Work to complete
Please report every line in the entries that contains the string "revoke".

[Stored items]
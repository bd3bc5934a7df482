//! Token service module
//!
//! This module handles all token-related operations including:
//! - HMAC signing and compact claim encoding
//! - Issuance, validation and revocation of access and refresh tokens
//! - Background cleanup of expired revocation records

mod bearer;
mod cleanup;
mod codec;
mod config;
mod service;
mod signer;
mod ticker;

#[cfg(test)]
mod tests;

pub use bearer::{extract_bearer_token, normalize_token};
pub use cleanup::{CleanupConfig, CleanupHandle, CleanupResult, CleanupScheduler};
pub use codec::ClaimCodec;
pub use config::TokenServiceConfig;
pub use service::{token_identity, TokenService};
pub use signer::Signer;
pub use ticker::{manual_ticker, IntervalTicker, ManualTicker, ManualTrigger, Ticker};
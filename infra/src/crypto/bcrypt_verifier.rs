//! bcrypt implementation of the PasswordVerifier trait.
//!
//! Hashing is CPU-bound, so both operations run on the blocking pool.

use async_trait::async_trait;
use tokio::task;
use tracing::warn;

use ag_core::errors::DomainError;
use ag_core::services::auth::PasswordVerifier;

/// PasswordVerifier using bcrypt with a fixed cost
#[derive(Debug, Clone, Copy)]
pub struct BcryptPasswordVerifier {
    cost: u32,
}

impl Default for BcryptPasswordVerifier {
    fn default() -> Self {
        Self {
            cost: bcrypt::DEFAULT_COST,
        }
    }
}

impl BcryptPasswordVerifier {
    /// Verifier with an explicit work factor (4..=31)
    pub fn with_cost(cost: u32) -> Self {
        Self { cost }
    }

    pub fn cost(&self) -> u32 {
        self.cost
    }
}

fn join_error(e: task::JoinError) -> DomainError {
    DomainError::Internal {
        message: format!("password hashing task failed: {}", e),
    }
}

#[async_trait]
impl PasswordVerifier for BcryptPasswordVerifier {
    async fn hash(&self, plaintext: &str) -> Result<String, DomainError> {
        let plaintext = plaintext.to_string();
        let cost = self.cost;

        task::spawn_blocking(move || bcrypt::hash(plaintext, cost))
            .await
            .map_err(join_error)?
            .map_err(|e| DomainError::Internal {
                message: format!("password hashing failed: {}", e),
            })
    }

    async fn matches(&self, plaintext: &str, hash: &str) -> Result<bool, DomainError> {
        let plaintext = plaintext.to_string();
        let hash = hash.to_string();

        let verified = task::spawn_blocking(move || bcrypt::verify(plaintext, &hash))
            .await
            .map_err(join_error)?;

        match verified {
            Ok(matched) => Ok(matched),
            Err(e) => {
                warn!(error = %e, "Stored password hash is unreadable; treating as mismatch");
                Ok(false)
            }
        }
    }
}

#[cfg(test)]
mod tests {
    use super::*;

    fn fast() -> BcryptPasswordVerifier {
        BcryptPasswordVerifier::with_cost(4)
    }

    #[tokio::test]
    async fn test_hash_then_match() {
        let verifier = fast();
        let hash = verifier.hash("correct horse").await.unwrap();

        assert!(hash.starts_with("$2"));
        assert_ne!(hash, "correct horse");
        assert!(verifier.matches("correct horse", &hash).await.unwrap());
        assert!(!verifier.matches("wrong", &hash).await.unwrap());
    }

    #[tokio::test]
    async fn test_hashes_are_salted() {
        let verifier = fast();
        let first = verifier.hash("pw").await.unwrap();
        let second = verifier.hash("pw").await.unwrap();
        assert_ne!(first, second);
    }

    #[tokio::test]
    async fn test_garbage_hash_is_a_mismatch() {
        assert!(!fast().matches("pw", "not-a-bcrypt-hash").await.unwrap());
    }

    #[test]
    fn test_default_cost() {
        assert_eq!(BcryptPasswordVerifier::default().cost(), bcrypt::DEFAULT_COST);
    }
}
//! Tests for the cleanup scheduler

use std::collections::BTreeSet;
use std::sync::Arc;
use std::time::Duration;

use crate::domain::entities::token::{ExtraClaims, TokenClass};
use crate::domain::entities::user::Role;
use crate::services::clock::Clock;
use crate::services::token::{manual_ticker, CleanupConfig, CleanupScheduler, IntervalTicker};

use super::mocks::{memory_service, service_with, UnreachableStore};

fn daily() -> CleanupConfig {
    CleanupConfig {
        interval: Duration::from_secs(86_400),
        enabled: true,
    }
}

#[tokio::test]
async fn test_run_once_removes_only_expired_records() {
    let (service, store, clock) = memory_service();
    let roles = BTreeSet::from([Role::BasicUser]);

    let access = service
        .issue("u1", &roles, ExtraClaims::new(), TokenClass::Access)
        .unwrap();
    let refresh = service
        .issue("u1", &roles, ExtraClaims::new(), TokenClass::Refresh)
        .unwrap();
    service.revoke(&access, TokenClass::Access).await.unwrap();
    service.revoke(&refresh, TokenClass::Refresh).await.unwrap();

    // Access (60s) is past expiry, refresh (300s) is not
    clock.advance_ms(120_000);

    let scheduler = CleanupScheduler::new(Arc::new(service), daily());
    let result = scheduler.run_once().await.unwrap();

    assert_eq!(result.deleted, 1);
    assert_eq!(result.swept_before, clock.now());
    assert_eq!(store.len().await, 1);
}

#[tokio::test]
async fn test_run_once_reports_store_failure() {
    let (service, _) = service_with(Arc::new(UnreachableStore::default()));
    let scheduler = CleanupScheduler::new(Arc::new(service), daily());

    assert!(scheduler.run_once().await.is_err());
}

#[tokio::test]
async fn test_background_task_sweeps_on_each_tick() {
    let (service, store, clock) = memory_service();
    let service = Arc::new(service);
    let roles = BTreeSet::from([Role::BasicUser]);

    let scheduler = Arc::new(CleanupScheduler::new(service.clone(), daily()));
    let (ticker, trigger) = manual_ticker();
    let handle = scheduler.spawn(ticker).unwrap();

    let token = service
        .issue("u1", &roles, ExtraClaims::new(), TokenClass::Access)
        .unwrap();
    service.revoke(&token, TokenClass::Access).await.unwrap();

    // Not yet expired: the sweep leaves it
    assert!(trigger.fire().await);
    assert_eq!(store.len().await, 1);

    clock.advance_ms(61_000);
    assert!(trigger.fire().await);
    assert!(store.is_empty().await);

    assert_eq!(handle.shutdown().await.unwrap(), 2);
}

#[tokio::test]
async fn test_failed_sweep_keeps_task_alive() {
    let (service, _) = service_with(Arc::new(UnreachableStore::default()));
    let scheduler = Arc::new(CleanupScheduler::new(Arc::new(service), daily()));
    let (ticker, trigger) = manual_ticker();
    let handle = scheduler.spawn(ticker).unwrap();

    assert!(trigger.fire().await);
    assert!(trigger.fire().await);
    assert!(!handle.is_finished());

    assert_eq!(handle.shutdown().await.unwrap(), 2);
}

#[tokio::test]
async fn test_disabled_scheduler_does_not_spawn() {
    let (service, _, _) = memory_service();
    let config = CleanupConfig {
        enabled: false,
        ..daily()
    };
    let scheduler = Arc::new(CleanupScheduler::new(Arc::new(service), config));

    assert!(scheduler.spawn(IntervalTicker::new(Duration::from_secs(1))).is_none());
}

#[tokio::test(start_paused = true)]
async fn test_interval_ticker_drives_daily_sweep() {
    let (service, store, clock) = memory_service();
    let service = Arc::new(service);
    let roles = BTreeSet::from([Role::BasicUser]);

    let token = service
        .issue("u1", &roles, ExtraClaims::new(), TokenClass::Access)
        .unwrap();
    service.revoke(&token, TokenClass::Access).await.unwrap();
    clock.advance_ms(61_000);

    let scheduler = Arc::new(CleanupScheduler::new(service.clone(), daily()));
    let handle = scheduler
        .spawn(IntervalTicker::new(Duration::from_secs(86_400)))
        .unwrap();

    // First tick fires immediately
    for _ in 0..10 {
        if store.is_empty().await {
            break;
        }
        tokio::task::yield_now().await;
    }
    assert!(store.is_empty().await);

    let sweeps = handle.shutdown().await.unwrap();
    assert!(sweeps >= 1);
}
//! User entity and the closed set of roles a user can hold.

use chrono::{DateTime, Utc};
use serde::{Deserialize, Serialize};
use std::collections::BTreeSet;
use std::fmt;
use uuid::Uuid;

/// Role granted to a user; reflected into every token issued for them
#[derive(Debug, Clone, Copy, PartialEq, Eq, Hash, PartialOrd, Ord, Serialize, Deserialize)]
#[serde(rename_all = "kebab-case")]
pub enum Role {
    Administrator,
    Display,
    Editor,
    ContentManager,
    BasicUser,
}

impl Role {
    pub const ALL: [Role; 5] = [
        Role::Administrator,
        Role::Display,
        Role::Editor,
        Role::ContentManager,
        Role::BasicUser,
    ];

    pub fn as_str(&self) -> &'static str {
        match self {
            Role::Administrator => "administrator",
            Role::Display => "display",
            Role::Editor => "editor",
            Role::ContentManager => "content-manager",
            Role::BasicUser => "basic-user",
        }
    }
}

impl fmt::Display for Role {
    fn fmt(&self, f: &mut fmt::Formatter<'_>) -> fmt::Result {
        f.write_str(self.as_str())
    }
}

impl std::str::FromStr for Role {
    type Err = String;

    fn from_str(s: &str) -> Result<Self, Self::Err> {
        Role::ALL
            .into_iter()
            .find(|role| role.as_str() == s)
            .ok_or_else(|| format!("unknown role: {}", s))
    }
}

/// User entity as held by the user directory
#[derive(Debug, Clone, PartialEq, Eq, Serialize, Deserialize)]
pub struct User {
    /// Unique identifier for the user
    pub id: Uuid,

    pub username: String,

    /// Login identifier and token subject
    pub email: String,

    /// Adaptive hash of the password, never the plaintext
    #[serde(skip_serializing, default)]
    pub password_hash: String,

    pub roles: BTreeSet<Role>,

    /// Inactive accounts cannot log in or refresh
    pub active: bool,

    pub created_at: DateTime<Utc>,

    pub updated_at: DateTime<Utc>,

    /// Timestamp of the user's last successful login
    pub last_active: Option<DateTime<Utc>>,
}

impl User {
    /// Creates a new active user
    pub fn new(
        username: String,
        email: String,
        password_hash: String,
        roles: BTreeSet<Role>,
        now: DateTime<Utc>,
    ) -> Self {
        Self {
            id: Uuid::new_v4(),
            username,
            email,
            password_hash,
            roles,
            active: true,
            created_at: now,
            updated_at: now,
            last_active: None,
        }
    }

    /// Stamp a successful login
    pub fn record_activity(&mut self, now: DateTime<Utc>) {
        self.last_active = Some(now);
        self.updated_at = now;
    }

    pub fn deactivate(&mut self, now: DateTime<Utc>) {
        self.active = false;
        self.updated_at = now;
    }

    /// Replace the user's roles; outstanding tokens keep the old set
    pub fn set_roles(&mut self, roles: BTreeSet<Role>, now: DateTime<Utc>) {
        self.roles = roles;
        self.updated_at = now;
    }
}
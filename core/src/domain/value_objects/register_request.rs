//! Registration input

use ag_shared::validation::{validators, Validate, ValidationErrors};
use std::collections::BTreeSet;
use std::fmt;

use crate::domain::entities::user::Role;

pub const USERNAME_MIN_LEN: usize = 3;
pub const USERNAME_MAX_LEN: usize = 50;

/// New account details
#[derive(Clone)]
pub struct RegisterRequest {
    pub username: String,
    pub email: String,
    pub password: String,
    /// Roles granted at creation; `basic-user` unless stated otherwise
    pub roles: BTreeSet<Role>,
}

impl RegisterRequest {
    pub fn new(
        username: impl Into<String>,
        email: impl Into<String>,
        password: impl Into<String>,
    ) -> Self {
        Self {
            username: username.into(),
            email: email.into(),
            password: password.into(),
            roles: BTreeSet::from([Role::BasicUser]),
        }
    }

    pub fn with_roles(mut self, roles: impl IntoIterator<Item = Role>) -> Self {
        self.roles = roles.into_iter().collect();
        self
    }
}

impl Validate for RegisterRequest {
    fn validate(&self) -> Result<(), ValidationErrors> {
        let mut errors = ValidationErrors::new();

        if !validators::length_between(self.username.trim(), USERNAME_MIN_LEN, USERNAME_MAX_LEN) {
            errors.add_error(
                "username",
                format!(
                    "must be between {} and {} characters",
                    USERNAME_MIN_LEN, USERNAME_MAX_LEN
                ),
            );
        }
        if !validators::is_valid_email(&self.email) {
            errors.add_error("email", "is not a valid email address");
        }
        if !validators::not_empty(&self.password) {
            errors.add_error("password", "must not be empty");
        }
        if self.roles.is_empty() {
            errors.add_error("roles", "at least one role is required");
        }

        if errors.is_empty() {
            Ok(())
        } else {
            Err(errors)
        }
    }
}

impl fmt::Debug for RegisterRequest {
    fn fmt(&self, f: &mut fmt::Formatter<'_>) -> fmt::Result {
        f.debug_struct("RegisterRequest")
            .field("username", &self.username)
            .field("email", &self.email)
            .field("password", &"[redacted]")
            .field("roles", &self.roles)
            .finish()
    }
}
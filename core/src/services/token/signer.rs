//! HMAC-SHA256 signer over the shared token secret

use ag_shared::config::validate_secret;
use ag_shared::ConfigError;
use constant_time_eq::constant_time_eq;
use hmac::{Hmac, Mac};
use sha2::Sha256;
use std::fmt;

type HmacSha256 = Hmac<Sha256>;

/// Symmetric signer and verifier
///
/// The secret is checked when the signer is built and again before every
/// signature; a weak key never signs anything.
#[derive(Clone)]
pub struct Signer {
    key: Vec<u8>,
}

impl Signer {
    pub fn new(secret: impl AsRef<[u8]>) -> Result<Self, ConfigError> {
        let key = secret.as_ref().to_vec();
        validate_secret(&key)?;
        Ok(Self { key })
    }

    /// Deterministic HMAC of `payload`
    pub fn sign(&self, payload: &[u8]) -> Result<Vec<u8>, ConfigError> {
        validate_secret(&self.key)?;
        Ok(self.mac(payload)?.finalize().into_bytes().to_vec())
    }

    /// Constant-time check of `signature` against `payload`
    ///
    /// A signature of the wrong length is a mismatch, not an error.
    pub fn verify(&self, payload: &[u8], signature: &[u8]) -> bool {
        match self.sign(payload) {
            Ok(expected) => constant_time_eq(&expected, signature),
            Err(_) => false,
        }
    }

    fn mac(&self, payload: &[u8]) -> Result<HmacSha256, ConfigError> {
        let mut mac = HmacSha256::new_from_slice(&self.key)
            .map_err(|e| ConfigError::invalid("secret", e.to_string()))?;
        mac.update(payload);
        Ok(mac)
    }
}

impl fmt::Debug for Signer {
    fn fmt(&self, f: &mut fmt::Formatter<'_>) -> fmt::Result {
        f.debug_struct("Signer")
            .field("key", &"[redacted]")
            .finish()
    }
}

#[cfg(test)]
mod tests {
    use super::*;

    const SECRET: &[u8] = b"0123456789abcdef0123456789abcdef";

    #[test]
    fn test_sign_is_deterministic() {
        let signer = Signer::new(SECRET).unwrap();
        let a = signer.sign(b"payload").unwrap();
        let b = signer.sign(b"payload").unwrap();
        assert_eq!(a, b);
        assert_eq!(a.len(), 32);
        assert_ne!(a, signer.sign(b"payload2").unwrap());
    }

    #[test]
    fn test_verify() {
        let signer = Signer::new(SECRET).unwrap();
        let signature = signer.sign(b"payload").unwrap();

        assert!(signer.verify(b"payload", &signature));
        assert!(!signer.verify(b"tampered", &signature));
        assert!(!signer.verify(b"payload", &signature[..31]));
        assert!(!signer.verify(b"payload", &[]));
    }

    #[test]
    fn test_different_keys_disagree() {
        let a = Signer::new(SECRET).unwrap();
        let b = Signer::new(b"fedcba9876543210fedcba9876543210").unwrap();
        let signature = a.sign(b"payload").unwrap();
        assert!(!b.verify(b"payload", &signature));
    }

    #[test]
    fn test_weak_secret_refused() {
        assert_eq!(Signer::new(b"").unwrap_err(), ConfigError::EmptySecret);
        assert!(matches!(
            Signer::new(b"too-short"),
            Err(ConfigError::WeakSecret { actual: 9, .. })
        ));
    }

    #[test]
    fn test_debug_redacts_key() {
        let signer = Signer::new(SECRET).unwrap();
        assert!(!format!("{:?}", signer).contains("0123456789abcdef"));
    }
}
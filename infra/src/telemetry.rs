//! Tracing subscriber installation

use tracing_subscriber::{fmt, EnvFilter};

use ag_shared::{LogFormat, LoggingConfig};

use crate::InfrastructureError;

/// Filter from `RUST_LOG`, falling back to the configured level
pub fn env_filter(config: &LoggingConfig) -> Result<EnvFilter, InfrastructureError> {
    EnvFilter::try_from_default_env()
        .or_else(|_| EnvFilter::try_new(&config.level))
        .map_err(|e| {
            InfrastructureError::Telemetry(format!("invalid log level '{}': {}", config.level, e))
        })
}

/// Install the global subscriber described by `config`
///
/// Fails if a global subscriber is already installed.
pub fn init_tracing(config: &LoggingConfig) -> Result<(), InfrastructureError> {
    let builder = fmt()
        .with_env_filter(env_filter(config)?)
        .with_file(config.source_location)
        .with_line_number(config.source_location);

    let installed = match config.format {
        LogFormat::Json => builder.json().try_init(),
        LogFormat::Pretty => builder.pretty().try_init(),
        LogFormat::Compact => builder.compact().try_init(),
    };

    installed.map_err(|e| InfrastructureError::Telemetry(e.to_string()))
}

#[cfg(test)]
mod tests {
    use super::*;

    #[test]
    fn test_env_filter_from_level() {
        let config = LoggingConfig {
            level: "warn".to_string(),
            ..LoggingConfig::default()
        };
        assert!(env_filter(&config).is_ok());
    }

    #[test]
    fn test_second_init_fails() {
        let config = LoggingConfig::default();
        let _ = init_tracing(&config);
        assert!(matches!(
            init_tracing(&config),
            Err(InfrastructureError::Telemetry(_))
        ));
    }
}
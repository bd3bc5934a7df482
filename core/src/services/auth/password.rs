//! Password hashing seam

use async_trait::async_trait;

use crate::errors::DomainError;

/// Adaptive password hashing, implemented outside the core
#[async_trait]
pub trait PasswordVerifier: Send + Sync {
    /// Hash `plaintext` for storage
    async fn hash(&self, plaintext: &str) -> Result<String, DomainError>;

    /// Whether `plaintext` matches a stored `hash`
    ///
    /// A hash in an unrecognised format is a mismatch, not an error.
    async fn matches(&self, plaintext: &str, hash: &str) -> Result<bool, DomainError>;
}
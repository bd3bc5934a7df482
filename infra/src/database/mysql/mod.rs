//! MySQL implementations of the core store traits

mod revocation_store_impl;
mod user_directory_impl;

pub use revocation_store_impl::MySqlRevocationStore;
pub use user_directory_impl::MySqlUserDirectory;

use ag_core::errors::StoreError;
use sqlx::error::ErrorKind;

/// Whether `error` is a unique-key collision
pub(crate) fn is_unique_violation(error: &sqlx::Error) -> bool {
    matches!(error, sqlx::Error::Database(db) if db.kind() == ErrorKind::UniqueViolation)
}

/// Classify a driver error for the core
///
/// Integrity and decode faults are constraint violations; connectivity,
/// pool and protocol failures mean the store is unavailable.
pub(crate) fn map_store_error(operation: &str, error: sqlx::Error) -> StoreError {
    let message = format!("{} failed: {}", operation, error);
    match &error {
        sqlx::Error::Database(db) => match db.kind() {
            ErrorKind::UniqueViolation
            | ErrorKind::ForeignKeyViolation
            | ErrorKind::NotNullViolation
            | ErrorKind::CheckViolation => StoreError::ConstraintViolation { message },
            _ => StoreError::Unavailable { message },
        },
        sqlx::Error::ColumnDecode { .. }
        | sqlx::Error::ColumnNotFound(_)
        | sqlx::Error::Decode(_)
        | sqlx::Error::TypeNotFound { .. } => StoreError::ConstraintViolation { message },
        _ => StoreError::Unavailable { message },
    }
}
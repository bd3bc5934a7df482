//! Configuration module with business-specific sub-modules
//!
//! - `auth` - token signing secret, lifetimes and rotation
//! - `database` - MySQL connection pool
//! - `environment` - environment detection and logging
//! - `rate_limit` - admission control for register and login
//! - `revocation` - revocation store deadline and cleanup cadence

pub mod auth;
pub mod database;
pub mod environment;
pub mod rate_limit;
pub mod revocation;

use serde::{Deserialize, Serialize};
use std::str::FromStr;

use crate::errors::{ConfigError, ConfigResult};

pub use auth::{
    validate_secret, JwtConfig, MIN_ACCESS_TOKEN_EXPIRY_MS, MIN_REFRESH_TOKEN_EXPIRY_MS,
    MIN_SECRET_BYTES,
};
pub use database::DatabaseConfig;
pub use environment::{Environment, LogFormat, LoggingConfig};
pub use rate_limit::RateLimitConfig;
pub use revocation::RevocationConfig;

/// Complete application configuration combining all sub-configurations
#[derive(Debug, Clone, Deserialize, Serialize)]
pub struct AppConfig {
    pub environment: Environment,

    pub database: DatabaseConfig,

    pub jwt: JwtConfig,

    pub revocation: RevocationConfig,

    pub rate_limit: RateLimitConfig,

    #[serde(default)]
    pub logging: LoggingConfig,
}

impl Default for AppConfig {
    fn default() -> Self {
        let env = Environment::default();
        Self {
            environment: env,
            database: DatabaseConfig::default(),
            jwt: JwtConfig::default(),
            revocation: RevocationConfig::default(),
            rate_limit: RateLimitConfig::default(),
            logging: LoggingConfig::for_environment(env),
        }
    }
}

impl AppConfig {
    /// Load configuration from environment variables and validate it
    pub fn from_env() -> ConfigResult<Self> {
        let environment = Environment::from_env();
        let mut rate_limit = RateLimitConfig::from_env()?;
        if environment.is_development() && std::env::var("RATE_LIMIT_CAPACITY").is_err() {
            rate_limit = RateLimitConfig::development();
        }

        let config = Self {
            environment,
            database: DatabaseConfig::from_env()?,
            jwt: JwtConfig::from_env()?,
            revocation: RevocationConfig::from_env()?,
            rate_limit,
            logging: LoggingConfig::from_env(environment),
        };
        config.validate()?;
        Ok(config)
    }

    /// Validate every section; the first failure wins
    pub fn validate(&self) -> ConfigResult<()> {
        self.jwt.validate()?;
        self.revocation.validate()?;
        self.rate_limit.validate()?;
        Ok(())
    }
}

/// Read `key` from the environment, falling back to `default` when unset
pub(crate) fn env_or<T: FromStr>(key: &str, default: T) -> ConfigResult<T> {
    match std::env::var(key) {
        Ok(raw) => raw
            .trim()
            .parse()
            .map_err(|_| ConfigError::invalid(key, format!("cannot parse '{}'", raw))),
        Err(_) => Ok(default),
    }
}
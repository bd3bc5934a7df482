//! Password hashing backed by bcrypt

mod bcrypt_verifier;

pub use bcrypt_verifier::BcryptPasswordVerifier;
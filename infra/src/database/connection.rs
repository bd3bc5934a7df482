//! Database connection pool management
//!
//! Connection pooling using SQLx with MySQL, sized and timed from
//! `DatabaseConfig`.

use sqlx::{
    mysql::{MySqlConnectOptions, MySqlPoolOptions},
    MySqlPool,
};
use std::str::FromStr;
use std::time::Duration;

use ag_shared::DatabaseConfig;

use crate::InfrastructureError;

/// Database connection pool wrapper
///
/// Manages the MySQL connection pool with configurable settings
/// for connection limits and timeouts.
#[derive(Clone)]
pub struct DatabasePool {
    /// SQLx MySQL connection pool
    pool: MySqlPool,
}

impl DatabasePool {
    /// Create a new database connection pool
    ///
    /// # Arguments
    /// * `config` - Database configuration settings
    ///
    /// # Errors
    /// * `InfrastructureError::Config` - the URL does not parse
    /// * `InfrastructureError::Database` - the pool could not connect
    pub async fn new(config: DatabaseConfig) -> Result<Self, InfrastructureError> {
        tracing::info!(
            max_connections = config.max_connections,
            "Creating database connection pool"
        );

        let connect_options = MySqlConnectOptions::from_str(&config.url)
            .map_err(|e| InfrastructureError::Config(format!("Invalid database URL: {}", e)))?;

        let pool = MySqlPoolOptions::new()
            .max_connections(config.max_connections)
            .min_connections(1)
            .acquire_timeout(Duration::from_secs(config.connect_timeout))
            .idle_timeout(Duration::from_secs(config.idle_timeout))
            .max_lifetime(Duration::from_secs(config.max_lifetime))
            .test_before_acquire(true)
            .connect_with(connect_options)
            .await
            .map_err(|e| {
                tracing::error!(error = %e, "Failed to create database pool");
                InfrastructureError::Database(e)
            })?;

        tracing::info!("Database connection pool created successfully");

        Ok(Self { pool })
    }

    /// Get a reference to the underlying SQLx pool
    pub fn get_pool(&self) -> &MySqlPool {
        &self.pool
    }

    /// Check if the database connection is healthy
    pub async fn health_check(&self) -> Result<bool, InfrastructureError> {
        tracing::debug!("Performing database health check");

        let value: i64 = sqlx::query_scalar("SELECT 1")
            .fetch_one(&self.pool)
            .await
            .map_err(|e| {
                tracing::error!(error = %e, "Database health check failed");
                InfrastructureError::Database(e)
            })?;

        if value == 1 {
            Ok(true)
        } else {
            tracing::warn!(value, "Database health check returned unexpected value");
            Ok(false)
        }
    }

    /// Get connection pool statistics
    pub fn get_statistics(&self) -> PoolStatistics {
        PoolStatistics {
            connections: self.pool.size(),
            idle_connections: self.pool.num_idle(),
            max_connections: self.pool.options().get_max_connections(),
        }
    }

    /// Close all connections in the pool
    ///
    /// This should be called during application shutdown.
    pub async fn close(&self) {
        tracing::info!(stats = %self.get_statistics(), "Closing database connection pool");
        self.pool.close().await;
    }
}

/// Connection pool statistics
#[derive(Debug, Clone)]
pub struct PoolStatistics {
    /// Total number of connections in the pool
    pub connections: u32,
    /// Number of idle connections
    pub idle_connections: usize,
    /// Maximum allowed connections
    pub max_connections: u32,
}

impl std::fmt::Display for PoolStatistics {
    fn fmt(&self, f: &mut std::fmt::Formatter<'_>) -> std::fmt::Result {
        write!(
            f,
            "Pool Stats: {}/{} connections ({} idle)",
            self.connections, self.max_connections, self.idle_connections
        )
    }
}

Exercise output
    service.revoke(&access, TokenClass::Access).await.unwrap();
    service.revoke(&refresh, TokenClass::Refresh).await.unwrap();
    service.revoke(&token, TokenClass::Access).await.unwrap();
    service.revoke(&token, TokenClass::Access).await.unwrap();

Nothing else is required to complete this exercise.